Since for a uniform distribution of the pull-off forces only a pivoting movement of the pendulum shaft 42 perpendicular to the plane of the sheet 22 to be pulled, i.e. perpendicular to the end face of the stack, the pendulum shaft 42 has at its right end in FIG. 2 a guide shoulder 68 which engages between the two legs 70 of a guide fork 72 (FIG. 1) which causes the pendulum shaft 42 to tilt is prevented about an axis perpendicular to the end face of the stack and only allows the pendulum shaft 42 to oscillate about an axis parallel to the end face of the stack. The guide fork 72 is fastened to a support 74 which is rigidly connected to the frame of the separating module 10 and which is indicated schematically in FIG.

Claims

Patent claims

1. Output device for sheet material, in particular notes of value, comprising a storage container (14) for a stack of sheets (12), a removal and singling device associated with the storage container (14) with at least two for contacting the sheet (22) to be removed in each case of the sheet stack (12) and take-off rollers (18) which are arranged at an axial distance from one another, and a pendulum shaft (42) which carries the take-off rollers (18) and is parallel to the sheet plane and which is formed by a tubular body which is in its The central section is supported by means of a universal joint (48) on a drive shaft (20) passing through it in the longitudinal direction with radial play and is connected to it in a rotationally fixed manner, the drive shaft (20) being mounted in bearings which are stationary relative to the storage container (14) is characterized by the fact that the hollow body is adjustable between legs (70) of a guide fork (72) directed perpendicular to the sheet plane ar is led.

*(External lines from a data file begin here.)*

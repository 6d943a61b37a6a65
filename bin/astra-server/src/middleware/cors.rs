use std::sync::Arc;

use axum::http::HeaderValue;
use tower_http::cors::{Any, CorsLayer};

use crate::state::AppState;

/// Restrict to `ASTRA_CORS_ORIGINS` when set, otherwise allow any origin.
pub fn cors_layer(state: &Arc<AppState>) -> CorsLayer {
    let origins: Vec<HeaderValue> = state
        .config
        .cors_allowed_origins
        .as_deref()
        .unwrap_or_default()
        .split(',')
        .map(str::trim)
        .filter(|s| !s.is_empty())
        .filter_map(|s| s.parse().ok())
        .collect();

    let cors = CorsLayer::new().allow_headers(Any).allow_methods(Any);
    if origins.is_empty() {
        cors.allow_origin(Any)
    } else {
        cors.allow_origin(origins)
    }
}
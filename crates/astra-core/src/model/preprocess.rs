use image::imageops::FilterType;
use serde::{Deserialize, Serialize};

use crate::codec::Image;

/// ImageNet channel means in BGR order, as used by Caffe-style networks.
const CAFFE_BGR_MEAN: [f32; 3] = [103.939, 116.779, 123.68];

/// Per-family input normalization.
#[derive(Debug, Clone, Copy, PartialEq, Eq, Serialize, Deserialize, strum::Display)]
#[serde(rename_all = "snake_case")]
#[strum(serialize_all = "snake_case")]
pub enum Preprocess {
    /// RGB→BGR, then subtract the ImageNet mean.  VGG16, ResNet50.
    Caffe,
    /// Values left in 0–255.  EfficientNet does its own scaling.
    Raw,
    /// Scaled to 0–1.
    Unit,
}

/// Network input: a single NHWC `1×H×W×3` float tensor.
#[derive(Debug, Clone, PartialEq)]
pub struct ModelInput {
    pub width: u32,
    pub height: u32,
    pub data: Vec<f32>,
}

impl ModelInput {
    pub fn shape(&self) -> [usize; 4] {
        [1, self.height as usize, self.width as usize, 3]
    }
}

/// Resize `image` to `size` and normalize it for `mode`.
pub fn prepare(image: &Image, size: (u32, u32), mode: Preprocess) -> ModelInput {
    let (width, height) = size;
    let resized = image.resized(width, height, FilterType::CatmullRom);

    let mut data = Vec::with_capacity(width as usize * height as usize * 3);
    for pixel in resized.as_rgb().pixels() {
        let [r, g, b] = pixel.0.map(f32::from);
        match mode {
            Preprocess::Caffe => data.extend_from_slice(&[
                b - CAFFE_BGR_MEAN[0],
                g - CAFFE_BGR_MEAN[1],
                r - CAFFE_BGR_MEAN[2],
            ]),
            Preprocess::Raw => data.extend_from_slice(&[r, g, b]),
            Preprocess::Unit => data.extend_from_slice(&[r / 255.0, g / 255.0, b / 255.0]),
        }
    }

    ModelInput {
        width,
        height,
        data,
    }
}

#[cfg(test)]
mod tests {
    use super::*;
    use image::{Rgb, RgbImage};

    fn solid(r: u8, g: u8, b: u8) -> Image {
        Image::from_rgb(RgbImage::from_pixel(10, 6, Rgb([r, g, b])))
    }

    #[test]
    fn output_has_requested_shape() {
        let input = prepare(&solid(1, 2, 3), (4, 4), Preprocess::Raw);
        assert_eq!(input.shape(), [1, 4, 4, 3]);
        assert_eq!(input.data.len(), 4 * 4 * 3);
        assert_eq!(&input.data[..3], &[1.0, 2.0, 3.0]);
    }

    #[test]
    fn caffe_swaps_channels_and_centers() {
        let input = prepare(&solid(123, 116, 103), (2, 2), Preprocess::Caffe);
        let first = &input.data[..3];
        assert!((first[0] - (103.0 - 103.939)).abs() < 1e-3);
        assert!((first[1] - (116.0 - 116.779)).abs() < 1e-3);
        assert!((first[2] - (123.0 - 123.68)).abs() < 1e-3);
    }

    #[test]
    fn unit_scales_to_one() {
        let input = prepare(&solid(255, 0, 51), (1, 1), Preprocess::Unit);
        assert_eq!(input.data, vec![1.0, 0.0, 0.2]);
    }
}
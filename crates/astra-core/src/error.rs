use std::path::PathBuf;

use thiserror::Error;

/// Coarse classification of a [`CoreError`], used by the HTTP boundary to
/// pick a status code without matching on every variant.
#[derive(Debug, Clone, Copy, PartialEq, Eq)]
pub enum ErrorKind {
    /// Missing or malformed input; the caller can fix it.
    BadRequest,
    /// The requested model is not in the catalog.
    UnknownModel,
    /// The model is configured but cannot be used right now.
    ModelUnavailable,
    /// The image payload could not be decoded.
    InvalidImage,
    /// A model or explainer call failed at runtime.
    Runtime,
    /// Internal invariant broken (poisoned lock and the like).
    Internal,
}

#[derive(Debug, Error)]
/// All errors the core can return.
pub enum CoreError {
    #[error("{0}")]
    BadRequest(String),

    #[error("Model '{name}' is not supported.")]
    UnknownModel { name: String },

    #[error("Model '{name}' is not available yet: {path}")]
    ModelMissing { name: String, path: PathBuf },

    #[error("Model '{name}' is unavailable: {message}")]
    ModelUnavailable { name: String, message: String },

    #[error("invalid image: {0}")]
    InvalidImage(String),

    #[error("inference failed on '{model}': {message}")]
    Inference { model: String, message: String },

    #[error("explanation failed for layer '{layer}': {message}")]
    Explainability { layer: String, message: String },

    #[error("Lock poisoned while trying to {operation}")]
    LockPoisoned { operation: &'static str },
}

impl CoreError {
    pub fn kind(&self) -> ErrorKind {
        match self {
            CoreError::BadRequest(_) => ErrorKind::BadRequest,
            CoreError::UnknownModel { .. } => ErrorKind::UnknownModel,
            CoreError::ModelMissing { .. } | CoreError::ModelUnavailable { .. } => {
                ErrorKind::ModelUnavailable
            }
            CoreError::InvalidImage(_) => ErrorKind::InvalidImage,
            CoreError::Inference { .. } | CoreError::Explainability { .. } => ErrorKind::Runtime,
            CoreError::LockPoisoned { .. } => ErrorKind::Internal,
        }
    }

    pub(crate) fn inference(model: impl Into<String>, message: impl std::fmt::Display) -> Self {
        CoreError::Inference {
            model: model.into(),
            message: message.to_string(),
        }
    }
}

pub type Result<T, E = CoreError> = std::result::Result<T, E>;
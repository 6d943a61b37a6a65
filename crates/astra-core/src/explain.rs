//! Visual explanations for predictions.
//!
//! The orchestrator only depends on [`Explainer`]; how a heatmap is made is
//! up to the implementation.  [`ActivationExplainer`] renders the
//! channel-averaged activations of a layer with a jet colormap, which needs
//! nothing from a backend beyond [`Classifier::feature_map`].

use image::imageops::FilterType;
use image::{GrayImage, Luma, Rgb, RgbImage};

use crate::codec::Image;
use crate::error::{CoreError, Result};
use crate::model::{Classifier, FeatureMap, ModelInput};

pub trait Explainer: Send + Sync {
    /// Heatmap for `layer` of `model`, the same size as `input`.
    fn explain(
        &self,
        model: &dyn Classifier,
        input: &ModelInput,
        layer: &str,
        target_class: usize,
    ) -> Result<Image>;

    /// Coarse map for a detector input, the same size as `image`.
    fn explain_detection(&self, image: &Image) -> Result<Image>;
}

#[derive(Debug, Clone, Copy, Default)]
pub struct ActivationExplainer;

impl Explainer for ActivationExplainer {
    fn explain(
        &self,
        model: &dyn Classifier,
        input: &ModelInput,
        layer: &str,
        _target_class: usize,
    ) -> Result<Image> {
        let map = model.feature_map(input, layer)?;
        let heat = channel_mean(&map).map_err(|message| CoreError::Explainability {
            layer: layer.to_owned(),
            message,
        })?;
        let normalized = normalize(heat).ok_or_else(|| CoreError::Explainability {
            layer: layer.to_owned(),
            message: "activation map is empty after ReLU".into(),
        })?;

        let gray = to_gray(map.width as u32, map.height as u32, &normalized).ok_or_else(|| {
            CoreError::Explainability {
                layer: layer.to_owned(),
                message: "activation map has no pixels".into(),
            }
        })?;
        let resized = image::imageops::resize(&gray, input.width, input.height, FilterType::Triangle);
        Ok(colorize(&resized))
    }

    fn explain_detection(&self, image: &Image) -> Result<Image> {
        let luma = image::imageops::grayscale(image.as_rgb());
        let values: Vec<f32> = luma.pixels().map(|p| f32::from(p.0[0])).collect();
        let normalized = normalize(values).ok_or_else(|| CoreError::Explainability {
            layer: "detection".into(),
            message: "image is uniformly black".into(),
        })?;
        let gray = to_gray(image.width(), image.height(), &normalized).ok_or_else(|| {
            CoreError::Explainability {
                layer: "detection".into(),
                message: "image has no pixels".into(),
            }
        })?;
        Ok(colorize(&gray))
    }
}

/// Mean over channels with ReLU applied, one value per spatial position.
fn channel_mean(map: &FeatureMap) -> std::result::Result<Vec<f32>, String> {
    let expected = map.height * map.width * map.channels;
    if map.channels == 0 || map.data.len() != expected {
        return Err(format!(
            "feature map holds {} values, expected {}x{}x{}",
            map.data.len(),
            map.height,
            map.width,
            map.channels
        ));
    }
    Ok(map
        .data
        .chunks_exact(map.channels)
        .map(|c| (c.iter().sum::<f32>() / map.channels as f32).max(0.0))
        .collect())
}

/// Scale to `[0, 1]` by the maximum; `None` when nothing is positive.
fn normalize(mut values: Vec<f32>) -> Option<Vec<f32>> {
    let max = values.iter().copied().fold(0.0f32, f32::max);
    if max <= 0.0 || !max.is_finite() {
        return None;
    }
    values.iter_mut().for_each(|v| *v = (*v / max).clamp(0.0, 1.0));
    Some(values)
}

fn to_gray(width: u32, height: u32, values: &[f32]) -> Option<GrayImage> {
    if width == 0 || height == 0 {
        return None;
    }
    let pixels = values.iter().map(|v| (v * 255.0).round() as u8).collect();
    GrayImage::from_raw(width, height, pixels)
}

fn colorize(gray: &GrayImage) -> Image {
    let (width, height) = gray.dimensions();
    Image::from_rgb(RgbImage::from_fn(width, height, |x, y| {
        let Luma([v]) = *gray.get_pixel(x, y);
        jet(v)
    }))
}

/// Jet colormap: dark blue → cyan → yellow → dark red.
pub fn jet(value: u8) -> Rgb<u8> {
    let v = f32::from(value) / 255.0;
    let channel = |offset: f32| {
        let c = 1.5 - (4.0 * v - offset).abs();
        (c.clamp(0.0, 1.0) * 255.0).round() as u8
    };
    Rgb([channel(3.0), channel(2.0), channel(1.0)])
}

#[cfg(test)]
mod tests {
    use super::*;
    use crate::stub::StubClassifier;

    fn input(width: u32, height: u32) -> ModelInput {
        ModelInput {
            width,
            height,
            data: vec![0.0; (width * height * 3) as usize],
        }
    }

    #[test]
    fn jet_endpoints() {
        assert_eq!(jet(0), Rgb([0, 0, 128]));
        assert_eq!(jet(255), Rgb([128, 0, 0]));
        let mid = jet(128);
        assert!(mid.0[1] > 200, "middle of jet should be mostly green: {mid:?}");
    }

    #[test]
    fn heatmap_matches_input_size() {
        let classifier = StubClassifier::new(vec![0.2, 0.8]);
        let heat = ActivationExplainer
            .explain(&classifier, &input(32, 24), "block5_conv3", 1)
            .unwrap();
        assert_eq!(heat.dimensions(), (32, 24));
    }

    #[test]
    fn layer_failure_is_reported() {
        let classifier = StubClassifier::new(vec![1.0]).with_broken_layer("block1_conv2");
        let err = ActivationExplainer
            .explain(&classifier, &input(8, 8), "block1_conv2", 0)
            .unwrap_err();
        assert!(matches!(err, CoreError::Explainability { .. }));
    }

    #[test]
    fn all_negative_activations_are_an_error() {
        let map = FeatureMap {
            height: 2,
            width: 2,
            channels: 1,
            data: vec![-1.0; 4],
        };
        assert!(normalize(channel_mean(&map).unwrap()).is_none());
    }

    #[test]
    fn malformed_feature_map_is_rejected() {
        let map = FeatureMap {
            height: 2,
            width: 2,
            channels: 3,
            data: vec![1.0; 5],
        };
        assert!(channel_mean(&map).is_err());
    }

    #[test]
    fn detection_map_matches_image_size() {
        let image = Image::from_rgb(RgbImage::from_fn(20, 10, |x, _| Rgb([x as u8 * 10, 0, 0])));
        let heat = ActivationExplainer.explain_detection(&image).unwrap();
        assert_eq!(heat.dimensions(), (20, 10));
    }

    #[test]
    fn black_image_has_no_detection_map() {
        let image = Image::from_rgb(RgbImage::new(4, 4));
        assert!(ActivationExplainer.explain_detection(&image).is_err());
    }
}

2. Output device according to claim ¹ , characterized ge indicates that the inner diameter of the hollow body starting from the universal joint _. (48) continuously enlarged in both axial directions outwards.

3. Output device according to claim 1 or ² , characterized in that the universal joint (48) comprises a bearing shaft (50) fixedly connected to the drive shaft (20), in the surface of which axially parallel grooves (54) are formed, and in that the hollow body of the bearing ball (50) has associated spherical-shell-shaped bearing surfaces (56), in the area of which pins (62) are arranged, each with an outer surface curved around its longitudinal axis, for engagement in the grooves (54) of the bearing ball (50).

4. trigger device according to one of claims l to

3, characterized in that three take-off rollers (18) are provided, the middle take-off roller being arranged symmetrically with respect to the pendulum axis.

5. Output device according to one of claims 1 to

4, characterized in that the hollow body forming the pendulum shaft (42) is divided into two halves with a parting plane containing the shaft axis, which are held together by the elastic surfaces (46) forming the running surfaces of the pressure rollers (18).